PROVIDED RECORDS –
-=-=-
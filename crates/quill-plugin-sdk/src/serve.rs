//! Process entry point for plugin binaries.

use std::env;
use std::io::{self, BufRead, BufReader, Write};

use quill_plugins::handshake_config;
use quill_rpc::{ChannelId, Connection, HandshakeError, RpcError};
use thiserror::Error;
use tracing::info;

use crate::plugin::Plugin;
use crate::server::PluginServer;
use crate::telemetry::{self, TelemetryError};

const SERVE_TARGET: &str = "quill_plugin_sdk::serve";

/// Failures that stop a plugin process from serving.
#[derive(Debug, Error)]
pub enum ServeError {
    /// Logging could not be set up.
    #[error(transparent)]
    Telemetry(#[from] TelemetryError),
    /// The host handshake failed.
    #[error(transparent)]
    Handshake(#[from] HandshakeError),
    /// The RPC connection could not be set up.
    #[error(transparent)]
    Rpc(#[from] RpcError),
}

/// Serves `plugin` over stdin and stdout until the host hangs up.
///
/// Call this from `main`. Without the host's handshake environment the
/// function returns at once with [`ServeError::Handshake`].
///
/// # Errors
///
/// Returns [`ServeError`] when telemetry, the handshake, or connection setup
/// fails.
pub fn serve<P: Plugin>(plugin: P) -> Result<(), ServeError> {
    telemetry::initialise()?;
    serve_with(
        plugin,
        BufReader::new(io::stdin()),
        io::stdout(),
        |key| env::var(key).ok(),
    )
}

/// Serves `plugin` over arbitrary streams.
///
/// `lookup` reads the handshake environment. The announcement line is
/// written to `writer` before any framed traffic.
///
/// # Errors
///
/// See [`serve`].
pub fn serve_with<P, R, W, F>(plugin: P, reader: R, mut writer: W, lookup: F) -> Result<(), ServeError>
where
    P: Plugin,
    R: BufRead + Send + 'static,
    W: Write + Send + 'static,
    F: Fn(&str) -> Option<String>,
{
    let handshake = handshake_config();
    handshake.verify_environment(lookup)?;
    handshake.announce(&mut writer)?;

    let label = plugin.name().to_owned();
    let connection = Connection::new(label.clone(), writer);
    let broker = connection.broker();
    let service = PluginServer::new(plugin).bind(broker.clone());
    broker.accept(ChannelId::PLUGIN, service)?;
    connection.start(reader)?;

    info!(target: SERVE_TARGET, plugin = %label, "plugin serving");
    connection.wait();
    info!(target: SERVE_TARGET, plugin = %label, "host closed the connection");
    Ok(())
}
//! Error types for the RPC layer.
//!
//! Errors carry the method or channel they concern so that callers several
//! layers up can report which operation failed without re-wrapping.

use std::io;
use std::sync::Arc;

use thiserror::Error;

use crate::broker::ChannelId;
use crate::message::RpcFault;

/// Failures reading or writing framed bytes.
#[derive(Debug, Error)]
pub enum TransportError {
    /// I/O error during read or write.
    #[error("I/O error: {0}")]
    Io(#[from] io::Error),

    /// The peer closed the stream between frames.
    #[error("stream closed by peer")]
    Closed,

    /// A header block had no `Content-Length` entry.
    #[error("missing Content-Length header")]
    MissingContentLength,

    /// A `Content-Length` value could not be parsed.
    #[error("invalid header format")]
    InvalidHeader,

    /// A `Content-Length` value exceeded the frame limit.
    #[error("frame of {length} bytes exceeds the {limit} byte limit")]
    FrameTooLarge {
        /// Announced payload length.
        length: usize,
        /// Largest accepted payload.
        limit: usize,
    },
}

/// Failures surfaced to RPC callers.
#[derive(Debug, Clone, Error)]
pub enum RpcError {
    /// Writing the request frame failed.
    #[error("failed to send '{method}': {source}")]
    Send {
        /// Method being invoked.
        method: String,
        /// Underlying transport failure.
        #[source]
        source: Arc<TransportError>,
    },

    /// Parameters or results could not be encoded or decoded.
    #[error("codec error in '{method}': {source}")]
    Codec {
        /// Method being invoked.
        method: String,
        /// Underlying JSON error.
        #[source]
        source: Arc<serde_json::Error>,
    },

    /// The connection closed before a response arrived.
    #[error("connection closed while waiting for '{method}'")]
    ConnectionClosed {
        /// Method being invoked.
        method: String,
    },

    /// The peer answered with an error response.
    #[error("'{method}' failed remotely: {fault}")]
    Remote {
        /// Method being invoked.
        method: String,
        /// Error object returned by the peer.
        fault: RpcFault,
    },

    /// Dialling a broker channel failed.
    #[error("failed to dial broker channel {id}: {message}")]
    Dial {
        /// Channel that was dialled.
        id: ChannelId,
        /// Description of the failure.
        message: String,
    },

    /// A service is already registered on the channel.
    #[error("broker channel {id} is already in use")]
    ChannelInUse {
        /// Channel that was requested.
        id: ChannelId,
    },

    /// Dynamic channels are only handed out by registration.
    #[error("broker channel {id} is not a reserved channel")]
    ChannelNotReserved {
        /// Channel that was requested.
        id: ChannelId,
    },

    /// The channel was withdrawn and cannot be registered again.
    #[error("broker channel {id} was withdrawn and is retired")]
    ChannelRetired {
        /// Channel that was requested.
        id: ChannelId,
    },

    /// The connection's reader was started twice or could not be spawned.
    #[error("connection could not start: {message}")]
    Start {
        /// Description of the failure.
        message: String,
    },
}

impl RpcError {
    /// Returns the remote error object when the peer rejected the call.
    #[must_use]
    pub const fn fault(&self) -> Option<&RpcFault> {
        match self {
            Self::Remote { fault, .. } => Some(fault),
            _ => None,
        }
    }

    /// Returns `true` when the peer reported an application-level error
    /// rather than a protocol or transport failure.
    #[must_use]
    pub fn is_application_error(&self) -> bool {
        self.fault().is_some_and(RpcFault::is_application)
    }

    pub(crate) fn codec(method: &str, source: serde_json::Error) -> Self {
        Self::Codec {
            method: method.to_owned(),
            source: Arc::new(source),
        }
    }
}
-=-=-
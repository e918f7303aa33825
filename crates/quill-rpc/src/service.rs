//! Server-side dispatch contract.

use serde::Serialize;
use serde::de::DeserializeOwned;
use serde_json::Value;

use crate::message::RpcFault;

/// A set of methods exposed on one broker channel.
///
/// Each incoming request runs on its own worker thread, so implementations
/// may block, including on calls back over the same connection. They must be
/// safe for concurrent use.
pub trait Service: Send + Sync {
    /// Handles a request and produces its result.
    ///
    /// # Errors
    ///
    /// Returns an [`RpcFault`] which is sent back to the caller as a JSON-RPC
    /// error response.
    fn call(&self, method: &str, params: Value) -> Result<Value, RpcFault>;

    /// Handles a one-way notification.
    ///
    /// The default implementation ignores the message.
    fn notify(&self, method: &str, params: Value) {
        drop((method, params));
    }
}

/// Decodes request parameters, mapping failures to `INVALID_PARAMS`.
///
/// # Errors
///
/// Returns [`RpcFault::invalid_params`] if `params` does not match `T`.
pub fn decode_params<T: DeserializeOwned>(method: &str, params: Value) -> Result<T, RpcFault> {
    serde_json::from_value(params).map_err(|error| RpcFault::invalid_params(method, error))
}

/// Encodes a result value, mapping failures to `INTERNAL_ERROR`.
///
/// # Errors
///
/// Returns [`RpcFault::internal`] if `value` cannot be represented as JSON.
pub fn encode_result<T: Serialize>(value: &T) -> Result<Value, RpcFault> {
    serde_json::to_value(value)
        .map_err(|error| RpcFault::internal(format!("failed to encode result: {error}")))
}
-=-=-
TASK GOAL –
Look back at the entries above and repeat, unchanged, every line from the line holding "filename crates/quill-plugin-sdk/src/serve.rs" through the line holding "let handshake = handshake_config();".

WRITTEN ANSWER –
filename crates/quill-plugin-sdk/src/serve.rs
//! Process entry point for plugin binaries.

use std::env;
use std::io::{self, BufRead, BufReader, Write};

use quill_plugins::handshake_config;
use quill_rpc::{ChannelId, Connection, HandshakeError, RpcError};
use thiserror::Error;
use tracing::info;

use crate::plugin::Plugin;
use crate::server::PluginServer;
use crate::telemetry::{self, TelemetryError};

const SERVE_TARGET: &str = "quill_plugin_sdk::serve";

/// Failures that stop a plugin process from serving.
#[derive(Debug, Error)]
pub enum ServeError {
    /// Logging could not be set up.
    #[error(transparent)]
    Telemetry(#[from] TelemetryError),
    /// The host handshake failed.
    #[error(transparent)]
    Handshake(#[from] HandshakeError),
    /// The RPC connection could not be set up.
    #[error(transparent)]
    Rpc(#[from] RpcError),
}

/// Serves `plugin` over stdin and stdout until the host hangs up.
///
/// Call this from `main`. Without the host's handshake environment the
/// function returns at once with [`ServeError::Handshake`].
///
/// # Errors
///
/// Returns [`ServeError`] when telemetry, the handshake, or connection setup
/// fails.
pub fn serve<P: Plugin>(plugin: P) -> Result<(), ServeError> {
    telemetry::initialise()?;
    serve_with(
        plugin,
        BufReader::new(io::stdin()),
        io::stdout(),
        |key| env::var(key).ok(),
    )
}

/// Serves `plugin` over arbitrary streams.
///
/// `lookup` reads the handshake environment. The announcement line is
/// written to `writer` before any framed traffic.
///
/// # Errors
///
/// See [`serve`].
pub fn serve_with<P, R, W, F>(plugin: P, reader: R, mut writer: W, lookup: F) -> Result<(), ServeError>
where
    P: Plugin,
    R: BufRead + Send + 'static,
    W: Write + Send + 'static,
    F: Fn(&str) -> Option<String>,
{
    let handshake = handshake_config();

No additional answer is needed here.